So we find ourselves suddenly spending more time at home with our families than we ever have before. Trying to juggle parenting, schooling, extra meal prep and housework, working from home, and managing the ever-changing health crisis, with little knowledge or preparation. As parents, we often feel like we need to have clear answers and a definite plan when we’re honestly all learning as we go along.

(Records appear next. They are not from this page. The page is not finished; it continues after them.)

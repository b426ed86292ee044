//! Turn snapshot inspection.
//!
//! The snapshot lists our units per type under `p1Units` (walls, supports,
//! turrets, ..., upgrades at index 7) with each entry `[x, y, health, id]`,
//! and our resources under `p1Stats` as `[health, SP, MP, time]`. Missing or
//! malformed sections are read as empty so a turn can always be planned.

use crate::config::GameConfig;
use crate::error::*;
use crate::location::*;
use crate::unit::*;
use fnv::FnvHashSet;
use log::*;
use serde_json::Value;

const UPGRADE_LIST_INDEX: usize = 7;

/// One of our structures as of this turn's snapshot.
#[derive(Copy, Clone, Debug, PartialEq)]
pub struct StructureRecord {
    pub location: Location,
    pub kind: StructureKind,
    pub health: f64,
    pub upgraded: bool,
}

impl StructureRecord {
    /// Current health over full health, against the upgraded baseline when
    /// the structure has been upgraded.
    pub fn health_ratio(&self, config: &GameConfig) -> f64 {
        let max = config.max_health(self.kind, self.upgraded);
        if max > 0.0 {
            self.health / max
        } else {
            1.0
        }
    }

    pub fn needs_repair(&self, config: &GameConfig, threshold: f64) -> bool {
        self.health_ratio(config) <= threshold
    }

    /// Supports are never scrapped for low health.
    pub fn is_removable(&self) -> bool {
        self.kind != StructureKind::Support
    }
}

#[derive(Copy, Clone, Debug, Default, PartialEq)]
pub struct PlayerStats {
    pub health: f64,
    pub structure_points: f64,
    pub mobile_points: f64,
}

/// Our side of the board at the start of a turn.
#[derive(Clone, Debug, Default, PartialEq)]
pub struct BoardSnapshot {
    pub turn: u32,
    pub own: PlayerStats,
    pub opponent: PlayerStats,
    /// Walls, then supports, then turrets, each in snapshot order.
    pub structures: Vec<StructureRecord>,
}

impl BoardSnapshot {
    /// Fails only when the text is not a JSON object.
    pub fn from_json(json: &str) -> Result<Self> {
        let state: Value = serde_json::from_str(json)?;
        if !state.is_object() {
            return Err(Error::Snapshot("expected a JSON object".to_string()));
        }

        let turn = state
            .get("turnInfo")
            .and_then(|info| info.get(1))
            .and_then(Value::as_u64)
            .and_then(|turn| u32::try_from(turn).ok())
            .unwrap_or_default();

        let units = state.get("p1Units").and_then(Value::as_array);

        let upgraded: FnvHashSet<Location> = unit_list(units, UPGRADE_LIST_INDEX)
            .iter()
            .filter_map(entry_location)
            .collect();

        let mut structures = Vec::new();
        for kind in StructureKind::ALL {
            for entry in unit_list(units, kind.index()) {
                let Some(location) = entry_location(entry) else {
                    trace!("Skipping malformed {:?} entry: {}", kind, entry);
                    continue;
                };
                let health = entry.get(2).and_then(Value::as_f64).unwrap_or(0.0);
                structures.push(StructureRecord {
                    location,
                    kind,
                    health,
                    upgraded: upgraded.contains(&location),
                });
            }
        }

        Ok(BoardSnapshot {
            turn,
            own: player_stats(state.get("p1Stats")),
            opponent: player_stats(state.get("p2Stats")),
            structures,
        })
    }

    pub fn of_kind(&self, kind: StructureKind) -> impl Iterator<Item = &StructureRecord> + '_ {
        self.structures.iter().filter(move |s| s.kind == kind)
    }

    pub fn at(&self, location: Location) -> Option<&StructureRecord> {
        self.structures.iter().find(|s| s.location == location)
    }

    /// Walls and turrets at or below the repair threshold, walls first.
    pub fn repair_candidates(&self, config: &GameConfig, threshold: f64) -> Vec<&StructureRecord> {
        self.structures
            .iter()
            .filter(|s| s.is_removable() && s.needs_repair(config, threshold))
            .collect()
    }

    /// The lowest-health structure of `kind` not in `exclude`; the first one
    /// in snapshot order wins ties.
    pub fn weakest(
        &self,
        kind: StructureKind,
        exclude: &FnvHashSet<Location>,
    ) -> Option<&StructureRecord> {
        self.of_kind(kind)
            .filter(|s| !exclude.contains(&s.location))
            .fold(None, |best: Option<&StructureRecord>, s| match best {
                Some(b) if b.health <= s.health => Some(b),
                _ => Some(s),
            })
    }
}

fn unit_list(units: Option<&Vec<Value>>, index: usize) -> &[Value] {
    units
        .and_then(|lists| lists.get(index))
        .and_then(Value::as_array)
        .map(Vec::as_slice)
        .unwrap_or(&[])
}

fn entry_location(entry: &Value) -> Option<Location> {
    let x = entry.get(0)?.as_i64()?;
    let y = entry.get(1)?.as_i64()?;
    Location::checked(i16::try_from(x).ok()?, i16::try_from(y).ok()?)
}

fn player_stats(stats: Option<&Value>) -> PlayerStats {
    let field = |i: usize| {
        stats
            .and_then(|s| s.get(i))
            .and_then(Value::as_f64)
            .unwrap_or(0.0)
    };
    PlayerStats {
        health: field(0),
        structure_points: field(1),
        mobile_points: field(2),
    }
}
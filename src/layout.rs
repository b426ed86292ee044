//! Static placement tables.
//!
//! A [`PlacementPlan`] is plain data: ordered target locations per structure
//! kind plus the slice boundaries the build tiers read. Swapping layouts never
//! touches planner code.

use crate::constants::*;
use crate::error::*;
use crate::location::*;
use crate::unit::*;
use fnv::FnvHashSet;
use serde::{Deserialize, Serialize};

const DEFAULT_SUPPORTS: &[(u8, u8)] = &[(6, 10), (21, 10), (13, 3), (14, 3), (13, 2), (14, 2)];

const DEFAULT_TURRETS: &[(u8, u8)] = &[
    (1, 12),
    (2, 12),
    (6, 12),
    (7, 12),
    (12, 12),
    (13, 12),
    (14, 12),
    (19, 12),
    (20, 12),
    (21, 12),
    (25, 12),
    (26, 12),
    (4, 10),
    (9, 10),
    (10, 10),
    (16, 10),
    (17, 10),
    (23, 10),
];

const DEFAULT_WALLS: &[(u8, u8)] = &[
    (0, 13),
    (1, 13),
    (2, 13),
    (6, 13),
    (7, 13),
    (12, 13),
    (13, 13),
    (14, 13),
    (19, 13),
    (20, 13),
    (21, 13),
    (25, 13),
    (26, 13),
    (27, 13),
    (3, 13),
    (24, 13),
    (9, 11),
    (10, 11),
    (16, 11),
    (17, 11),
];

// Side-steered layout: turrets go up on whichever side last did the most
// damage, supports follow the offense, and the launch lanes stay open.

const STEERED_OPENING_TURRETS: &[(u8, u8)] = &[
    (0, 13),
    (4, 13),
    (5, 13),
    (23, 13),
    (24, 13),
    (27, 13),
    (1, 12),
    (6, 12),
    (22, 12),
    (26, 12),
    (2, 11),
    (7, 11),
    (21, 11),
    (3, 10),
    (9, 10),
    (11, 10),
    (13, 10),
    (15, 10),
    (17, 10),
    (19, 10),
];

const STEERED_LEFT_TURRETS: &[(u8, u8)] = &[
    (3, 13),
    (4, 12),
    (5, 12),
    (5, 11),
    (6, 11),
    (6, 10),
    (7, 10),
    (8, 10),
    (10, 10),
    (12, 10),
    (4, 9),
    (7, 9),
    (8, 9),
    (5, 8),
    (8, 8),
    (6, 7),
    (9, 7),
    (10, 6),
    (11, 5),
];

const STEERED_RIGHT_TURRETS: &[(u8, u8)] = &[
    (22, 13),
    (21, 12),
    (23, 12),
    (20, 11),
    (22, 11),
    (25, 11),
    (14, 10),
    (16, 10),
    (18, 10),
    (20, 10),
    (21, 10),
    (24, 10),
    (19, 9),
    (20, 9),
    (23, 9),
    (19, 8),
    (22, 8),
    (18, 7),
    (21, 7),
    (17, 6),
    (16, 5),
];

const STEERED_LEFT_SUPPORTS: &[(u8, u8)] =
    &[(11, 4), (10, 8), (12, 3), (13, 2), (12, 4), (13, 4), (13, 3)];

const STEERED_RIGHT_SUPPORTS: &[(u8, u8)] =
    &[(16, 4), (17, 8), (15, 3), (14, 2), (14, 4), (15, 4), (14, 3)];

/// The two diagonal launch lanes from the bottom edges up to the front line.
const STEERED_NO_BUILD: &[(u8, u8)] = &[
    (1, 13),
    (2, 13),
    (25, 13),
    (26, 13),
    (2, 12),
    (3, 12),
    (24, 12),
    (25, 12),
    (3, 11),
    (4, 11),
    (23, 11),
    (24, 11),
    (4, 10),
    (5, 10),
    (22, 10),
    (23, 10),
    (5, 9),
    (6, 9),
    (21, 9),
    (22, 9),
    (6, 8),
    (7, 8),
    (20, 8),
    (21, 8),
    (7, 7),
    (8, 7),
    (19, 7),
    (20, 7),
    (7, 6),
    (8, 6),
    (9, 6),
    (19, 6),
    (20, 6),
    (8, 5),
    (9, 5),
    (18, 5),
    (19, 5),
    (9, 4),
    (10, 4),
    (17, 4),
    (18, 4),
    (10, 3),
    (11, 3),
    (16, 3),
    (17, 3),
    (11, 2),
    (12, 2),
    (15, 2),
    (16, 2),
    (12, 1),
    (13, 1),
    (14, 1),
    (15, 1),
    (13, 0),
    (14, 0),
];

fn locations(coords: &[(u8, u8)]) -> Vec<Location> {
    coords.iter().map(|&(x, y)| Location::at(x, y)).collect()
}

/// One `attempt_place` batch: a kind and the locations to try, in order.
#[derive(Copy, Clone, Debug, PartialEq, Eq)]
pub struct PlacementBatch<'a> {
    pub kind: StructureKind,
    pub locations: &'a [Location],
}

impl<'a> PlacementBatch<'a> {
    fn new(kind: StructureKind, locations: &'a [Location]) -> Self {
        PlacementBatch { kind, locations }
    }
}

/// Target layout for the bot's half of the board.
#[derive(Clone, Debug, PartialEq, Serialize, Deserialize)]
#[serde(default)]
pub struct PlacementPlan {
    pub supports: Vec<Location>,
    pub turrets: Vec<Location>,
    pub walls: Vec<Location>,
    /// Supports placed ahead of the turret line in the ideal layout.
    pub priority_supports: usize,
    /// Turn-zero turrets are `turrets[opening_turrets_from..]`.
    pub opening_turrets_from: usize,
    /// Turn-zero walls are `walls[opening_walls_from..]`.
    pub opening_walls_from: usize,
    /// Explicit turn-zero turrets, used instead of the `turrets` tail.
    pub opening_turrets: Option<Vec<Location>>,
    /// Explicit turn-zero walls, used instead of the `walls` tail.
    pub opening_walls: Option<Vec<Location>>,
    /// Ideal-layout turrets while the left side does the most damage.
    /// Empty means `turrets` is used on both sides.
    pub left_turrets: Vec<Location>,
    pub right_turrets: Vec<Location>,
    /// Support spots steered to by the offense planner after attacking left.
    pub left_supports: Vec<Location>,
    /// Support spots steered to by the offense planner after attacking right.
    pub right_supports: Vec<Location>,
    /// Cells kept clear so our own mobile units can path through.
    pub no_build: Vec<Location>,
}

impl Default for PlacementPlan {
    fn default() -> Self {
        PlacementPlan {
            supports: locations(DEFAULT_SUPPORTS),
            turrets: locations(DEFAULT_TURRETS),
            walls: locations(DEFAULT_WALLS),
            priority_supports: 2,
            opening_turrets_from: 13,
            opening_walls_from: 14,
            opening_turrets: None,
            opening_walls: None,
            left_turrets: Vec::new(),
            right_turrets: Vec::new(),
            left_supports: Vec::new(),
            right_supports: Vec::new(),
            no_build: Vec::new(),
        }
    }
}

impl PlacementPlan {
    /// Turrets laid out per side with supports steered by the offense and
    /// the launch lanes kept clear. Opens with a full turret line.
    pub fn side_steered() -> Self {
        PlacementPlan {
            supports: Vec::new(),
            turrets: Vec::new(),
            walls: Vec::new(),
            priority_supports: 0,
            opening_turrets_from: 0,
            opening_walls_from: 0,
            opening_turrets: Some(locations(STEERED_OPENING_TURRETS)),
            opening_walls: Some(Vec::new()),
            left_turrets: locations(STEERED_LEFT_TURRETS),
            right_turrets: locations(STEERED_RIGHT_TURRETS),
            left_supports: locations(STEERED_LEFT_SUPPORTS),
            right_supports: locations(STEERED_RIGHT_SUPPORTS),
            no_build: locations(STEERED_NO_BUILD),
        }
    }

    /// The turn-zero first line of defence: turrets, then walls.
    pub fn opening_batches(&self) -> Vec<PlacementBatch<'_>> {
        let turrets = match &self.opening_turrets {
            Some(turrets) => turrets.as_slice(),
            None => tail(&self.turrets, self.opening_turrets_from),
        };
        let walls = match &self.opening_walls {
            Some(walls) => walls.as_slice(),
            None => tail(&self.walls, self.opening_walls_from),
        };
        vec![
            PlacementBatch::new(StructureKind::Turret, turrets),
            PlacementBatch::new(StructureKind::Wall, walls),
        ]
    }

    /// The steady-state layout in build order: priority supports, the
    /// turrets for `turret_side`, the remaining supports, all walls.
    pub fn ideal_batches(&self, turret_side: Side) -> Vec<PlacementBatch<'_>> {
        let split = self.priority_supports.min(self.supports.len());
        let (first, rest) = self.supports.split_at(split);
        vec![
            PlacementBatch::new(StructureKind::Support, first),
            PlacementBatch::new(StructureKind::Turret, self.ideal_turrets(turret_side)),
            PlacementBatch::new(StructureKind::Support, rest),
            PlacementBatch::new(StructureKind::Wall, &self.walls),
        ]
    }

    pub fn ideal_turrets(&self, side: Side) -> &[Location] {
        let steered = match side {
            Side::Left => &self.left_turrets,
            Side::Right => &self.right_turrets,
        };
        if steered.is_empty() {
            &self.turrets
        } else {
            steered
        }
    }

    pub fn side_supports(&self, side: Side) -> &[Location] {
        match side {
            Side::Left => &self.left_supports,
            Side::Right => &self.right_supports,
        }
    }

    /// Cells that surplus turret reinforcement must leave empty.
    pub fn reserved(&self) -> FnvHashSet<Location> {
        self.no_build
            .iter()
            .chain(&self.left_supports)
            .chain(&self.right_supports)
            .copied()
            .collect()
    }

    /// Every target must be a buildable cell on our half of the arena.
    pub fn validate(&self) -> Result<()> {
        let all = self
            .supports
            .iter()
            .chain(&self.turrets)
            .chain(&self.walls)
            .chain(&self.left_supports)
            .chain(&self.right_supports)
            .chain(&self.left_turrets)
            .chain(&self.right_turrets)
            .chain(self.opening_turrets.iter().flatten())
            .chain(self.opening_walls.iter().flatten())
            .chain(&self.no_build);
        for loc in all {
            if !in_own_half(loc.x() as i16, loc.y() as i16) {
                return Err(Error::Config(format!(
                    "layout location [{}, {}] is outside our half of the arena",
                    loc.x(),
                    loc.y()
                )));
            }
        }
        Ok(())
    }
}

fn tail(locations: &[Location], from: usize) -> &[Location] {
    locations.get(from..).unwrap_or(&[])
}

One tool that I recommend to many of my client couples who are struggling with family dynamics to call family meetings. A family meeting is exactly what it sounds like, and can be a fantastic way to create and model teamwork and collaboration. Now if you have twin one year olds, this is probably not going to be super-helpful for them, but even couple meetings can do this trick. I don’t like to give a lot of rules and parameters, because every family is different and needs vary. But here are some ideas that tend to work well for most:
Everyone is invited but no one is obligated to come.
Give notice, and try to make it pleasant- put out snacks, drinks, pens, paper, and a white board, if you have one.
Parents- create a loose agenda of topics to cover, but open to more options from kids.
Begin by thanking everyone for coming. Then explain that the point of the meeting is put our heads together, and think of ideas that will make things run more easily and nicely in the house for everyone. All reasonable requests and suggestions will be written down for consideration.
Recommend that someone who has something nice to say begins. This can be a compliment or an expression of thanks.
Establish some rules of respect such as: waiting turns, no interrupting, shouting, name-calling, insulting, or cursing. Instead, encourage family members to “turn complaints into requests”- figure out what they would “yes” like instead of what they want to criticize. This takes practice, even for adults, so be patient with everyone.
Everyone gets teh chance to speak and be heard. In order or by request. If too many people are talking at once, a parent should assign turns. Some families find a “talking object” helpful; others find it annoying.
Discourage siblings (and adults) from immediately shooting down anyone’s thought- even if it’s unrealistic or silly. It is very comforting to feel heard and validated, even if a request cannot be granted. For example: A 5 year old says: I think we should just call some construction workers and ask them to build us another house in the backyard so we have more room to play. Instead of right away rejecting this fantasy, empathize, validate, and translate: “So you’re saying you wish we had more space? And you would love to figure out a way to get more play area? Yeah, that would be really great. Let’s see what we can try to do about that.” Write down “more area to play.” [Then maybe offer to clear off an area rug to offer as an alternative.]
Don’t let it go on for too long. We want to set this up in a way that people will want to do it again. So don’t let it drag on, especially if people seem to be getting bored or fidgety. Not everything needs to be solved- half the point is just facilitating communication and cooperation.
End off by summarizing and praising: “Great job, guys! So far it looks like what we talked about was: [example list] how to keep the house cleaner, how people can get more privacy, what meals and snacks the most people like, how to say no thank you nicely when someone wants to play a game with you, and how to listen to music without disturbing others. You guys came up with some terrific ideas (you can specify individuals but then try to include each kid). Let’s all try to think of more suggestions to share next time! So glad we did this and so proud of your participation!”
Many families benefit from weekly meetings, but they can be as frequent or infrequent as needed. Don't feel discouraged if they don't go so smoothly at first- these things take time and trial and error. But most couples to whom I recommend this report overall positive responses from their families, so it might be worth a try!